Marketplaces that sell illicit goods on the dark web come and go: The FBI shut down the notorious Silk Road market in 2013, and a set of coordinated raids in 2014 took down 400 dark-web markets hosted in 17 different countries. That’s a small slice of all the sites on the dark web, but these fluctuations make it difficult to monitor the most active marketplaces—so to help its spider out, Terbium’s employees are also on the lookout for new sites in need of indexing.
Once Matchlight has an index of what’s being traded on the Internet, it needs to compare it against its clients’ data. But instead of keeping a database of sensitive and private client information to compare against, Terbium uses cryptographic hashes to find stolen data.

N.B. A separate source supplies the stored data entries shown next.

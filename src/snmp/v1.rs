use std::fmt::Display;
use std::net::SocketAddr;
use std::sync::atomic::{AtomicI32, Ordering};
use std::time::Duration;

use async_trait::async_trait;
use snmp2::{AsyncSession, Oid};
use tokio::time::timeout;
use tracing::{instrument, trace, warn};

use super::{QueryError, QueryExecutor, QueryRequest, ResultEntry, SnmpMethod, SnmpValue, parse_oid};

/// SNMPv1 `noSuchName`, им же агенты сообщают о конце MIB при обходе.
const ERROR_STATUS_NO_SUCH_NAME: u32 = 2;

/// SNMPv1 сессия к одному агенту с одним community.
pub struct SnmpClientV1 {
    // Буферы сессии большие, держим их в куче
    session: Box<AsyncSession>,
}

impl SnmpClientV1 {
    pub async fn new(target: SocketAddr, community: &[u8], request_id: i32) -> Result<Self, QueryError> {
        let session = AsyncSession::new_v1(target, community, request_id)
            .await
            .map_err(|source| QueryError::Session {
                target: target.to_string(),
                source,
            })?;

        Ok(Self {
            session: Box::new(session),
        })
    }

    /// GET одного OID. Исключения и `noSuchName` дают `None`.
    pub async fn get(&mut self, oid: &Oid<'_>) -> Result<Option<ResultEntry>, QueryError> {
        let resp = self
            .session
            .get(oid)
            .await
            .map_err(|e| request_failed("GET", oid, e))?;

        match resp.error_status {
            0 => {}
            ERROR_STATUS_NO_SUCH_NAME => return Ok(None),
            status => return Err(request_failed("GET", oid, format!("error status {}", status))),
        }

        let entry = resp
            .varbinds
            .into_iter()
            .next()
            .and_then(|(id, value)| SnmpValue::from_snmp(&value).map(|v| ResultEntry::new(id.to_string(), v)));

        Ok(entry.filter(|e| !e.value.is_exception()))
    }

    /// Обход поддерева `root` через GETNEXT, в порядке ответов агента.
    pub async fn walk(&mut self, root: &Oid<'_>) -> Result<Vec<ResultEntry>, QueryError> {
        let mut results = Vec::new();
        let mut current = root.to_owned();

        loop {
            let (next_oid, value) = {
                let resp = self
                    .session
                    .getnext(&current)
                    .await
                    .map_err(|e| request_failed("GETNEXT", &current, e))?;

                match resp.error_status {
                    0 => {}
                    ERROR_STATUS_NO_SUCH_NAME => break,
                    status => {
                        return Err(request_failed(
                            "GETNEXT",
                            &current,
                            format!("error status {}", status),
                        ));
                    }
                }

                match resp.varbinds.into_iter().next() {
                    Some((oid, value)) => (oid.to_owned(), SnmpValue::from_snmp(&value)),
                    None => break,
                }
            };

            // Вышли из поддерева или агент не продвигается вперёд
            if !next_oid.starts_with(root) || !follows(&next_oid, &current) {
                break;
            }

            match value {
                Some(value) if value.is_exception() => break,
                Some(value) => {
                    trace!(oid = %next_oid, %value, "walk step");
                    results.push(ResultEntry::new(next_oid.to_string(), value));
                }
                None => warn!(oid = %next_oid, "skipping value of unsupported type"),
            }

            current = next_oid;
        }

        Ok(results)
    }
}

/// `next` строго больше `current` при сравнении по дугам.
fn follows(next: &Oid<'_>, current: &Oid<'_>) -> bool {
    match (next.iter(), current.iter()) {
        (Some(next), Some(current)) => next.gt(current),
        // Дуги не влезают в u64, остаётся только проверка на повтор
        _ => next != current,
    }
}

fn request_failed(operation: &'static str, oid: &Oid<'_>, reason: impl Display) -> QueryError {
    QueryError::Request {
        operation,
        oid: oid.to_string(),
        reason: reason.to_string(),
    }
}

/// Выполняет запросы к настроенному агенту по SNMPv1.
///
/// На каждый вызов открывается новая сессия: community приходит вместе с запросом.
pub struct SnmpExecutor {
    target: SocketAddr,
    timeout: Duration,
    strict_methods: bool,
    next_request_id: AtomicI32,
}

impl SnmpExecutor {
    pub fn new(target: SocketAddr, timeout: Duration) -> Self {
        Self {
            target,
            timeout,
            strict_methods: false,
            next_request_id: AtomicI32::new(1),
        }
    }

    /// Отклонять неизвестные методы вместо пустого ответа.
    pub fn with_strict_methods(mut self, strict: bool) -> Self {
        self.strict_methods = strict;
        self
    }

    fn request_id(&self) -> i32 {
        // Разносим id сессий, чтобы поздний ответ на просроченный запрос не приняли за свой
        self.next_request_id.fetch_add(1000, Ordering::Relaxed)
    }

    async fn run(&self, request: &QueryRequest, oid: &Oid<'_>) -> Result<Vec<ResultEntry>, QueryError> {
        let mut client =
            SnmpClientV1::new(self.target, request.community.as_bytes(), self.request_id()).await?;

        match request.method {
            SnmpMethod::Walk => client.walk(oid).await,
            _ => Ok(client.get(oid).await?.into_iter().collect()),
        }
    }
}

#[async_trait]
impl QueryExecutor for SnmpExecutor {
    #[instrument(name = "snmp", skip_all, fields(target = %self.target, method = %request.method, oid = %request.oid))]
    async fn execute(&self, request: &QueryRequest) -> Result<Vec<ResultEntry>, QueryError> {
        let operation = match &request.method {
            SnmpMethod::Get => "GET",
            SnmpMethod::Walk => "WALK",
            SnmpMethod::Unsupported(name) => {
                if self.strict_methods {
                    return Err(QueryError::UnsupportedMethod(name.clone()));
                }
                warn!("unsupported SNMP method, answering with no results");
                return Ok(Vec::new());
            }
        };

        let oid = parse_oid(&request.oid)?;

        // Future с сессией внутри слишком велик для стека
        match timeout(self.timeout, Box::pin(self.run(request, &oid))).await {
            Ok(result) => result,
            Err(_) => Err(QueryError::Timeout {
                operation,
                oid: request.oid.clone(),
                timeout: self.timeout,
            }),
        }
    }
}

Hashes are functions that create an effectively unique fingerprint based on a file or a message. They’re particularly useful here because they only work in one direction: You can’t figure out what the original input was just by looking at a fingerprint. So clients can use hashing to create fingerprints of their sensitive data, and send them on to Terbium; Terbium then uses the same hash function on the data its web crawler comes across. If anything matches, the red flag goes up. Rogers says the program can find matches in a matter of minutes after a dataset is posted.